"""

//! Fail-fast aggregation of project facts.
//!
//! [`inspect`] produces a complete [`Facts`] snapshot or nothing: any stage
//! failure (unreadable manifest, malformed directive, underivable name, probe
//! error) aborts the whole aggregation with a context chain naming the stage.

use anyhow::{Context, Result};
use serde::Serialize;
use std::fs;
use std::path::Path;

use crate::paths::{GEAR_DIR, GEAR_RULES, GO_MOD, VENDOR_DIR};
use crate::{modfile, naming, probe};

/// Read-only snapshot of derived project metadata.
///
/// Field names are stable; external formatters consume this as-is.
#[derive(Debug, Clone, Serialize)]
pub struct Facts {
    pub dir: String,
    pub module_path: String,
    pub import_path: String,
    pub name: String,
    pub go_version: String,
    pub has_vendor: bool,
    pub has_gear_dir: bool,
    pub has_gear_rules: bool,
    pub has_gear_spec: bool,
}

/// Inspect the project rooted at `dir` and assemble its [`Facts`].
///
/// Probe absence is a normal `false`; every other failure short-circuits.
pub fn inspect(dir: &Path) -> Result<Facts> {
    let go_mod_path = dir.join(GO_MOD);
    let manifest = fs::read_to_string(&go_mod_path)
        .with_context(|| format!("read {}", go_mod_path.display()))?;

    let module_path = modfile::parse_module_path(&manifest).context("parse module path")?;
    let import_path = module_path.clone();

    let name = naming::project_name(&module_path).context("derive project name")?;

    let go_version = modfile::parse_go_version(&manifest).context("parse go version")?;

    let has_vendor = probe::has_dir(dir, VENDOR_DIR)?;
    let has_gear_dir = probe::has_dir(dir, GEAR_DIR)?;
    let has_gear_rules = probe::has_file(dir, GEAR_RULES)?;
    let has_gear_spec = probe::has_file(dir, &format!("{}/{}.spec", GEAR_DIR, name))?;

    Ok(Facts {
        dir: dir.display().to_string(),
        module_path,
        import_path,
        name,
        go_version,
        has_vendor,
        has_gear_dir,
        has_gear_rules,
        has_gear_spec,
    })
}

"""

▸ **Action item**: Exactly as they stand, please print the lines from the first line of the records above down to the line that includes "let has_vendor = probe::has_dir(dir, VENDOR_DIR)?;", both of those included and no others.

▸ **Response to this task**:
//! Fail-fast aggregation of project facts.
//!
//! [`inspect`] produces a complete [`Facts`] snapshot or nothing: any stage
//! failure (unreadable manifest, malformed directive, underivable name, probe
//! error) aborts the whole aggregation with a context chain naming the stage.

use anyhow::{Context, Result};
use serde::Serialize;
use std::fs;
use std::path::Path;

use crate::paths::{GEAR_DIR, GEAR_RULES, GO_MOD, VENDOR_DIR};
use crate::{modfile, naming, probe};

/// Read-only snapshot of derived project metadata.
///
/// Field names are stable; external formatters consume this as-is.
#[derive(Debug, Clone, Serialize)]
pub struct Facts {
    pub dir: String,
    pub module_path: String,
    pub import_path: String,
    pub name: String,
    pub go_version: String,
    pub has_vendor: bool,
    pub has_gear_dir: bool,
    pub has_gear_rules: bool,
    pub has_gear_spec: bool,
}

/// Inspect the project rooted at `dir` and assemble its [`Facts`].
///
/// Probe absence is a normal `false`; every other failure short-circuits.
pub fn inspect(dir: &Path) -> Result<Facts> {
    let go_mod_path = dir.join(GO_MOD);
    let manifest = fs::read_to_string(&go_mod_path)
        .with_context(|| format!("read {}", go_mod_path.display()))?;

    let module_path = modfile::parse_module_path(&manifest).context("parse module path")?;
    let import_path = module_path.clone();

    let name = naming::project_name(&module_path).context("derive project name")?;

    let go_version = modfile::parse_go_version(&manifest).context("parse go version")?;

    let has_vendor = probe::has_dir(dir, VENDOR_DIR)?;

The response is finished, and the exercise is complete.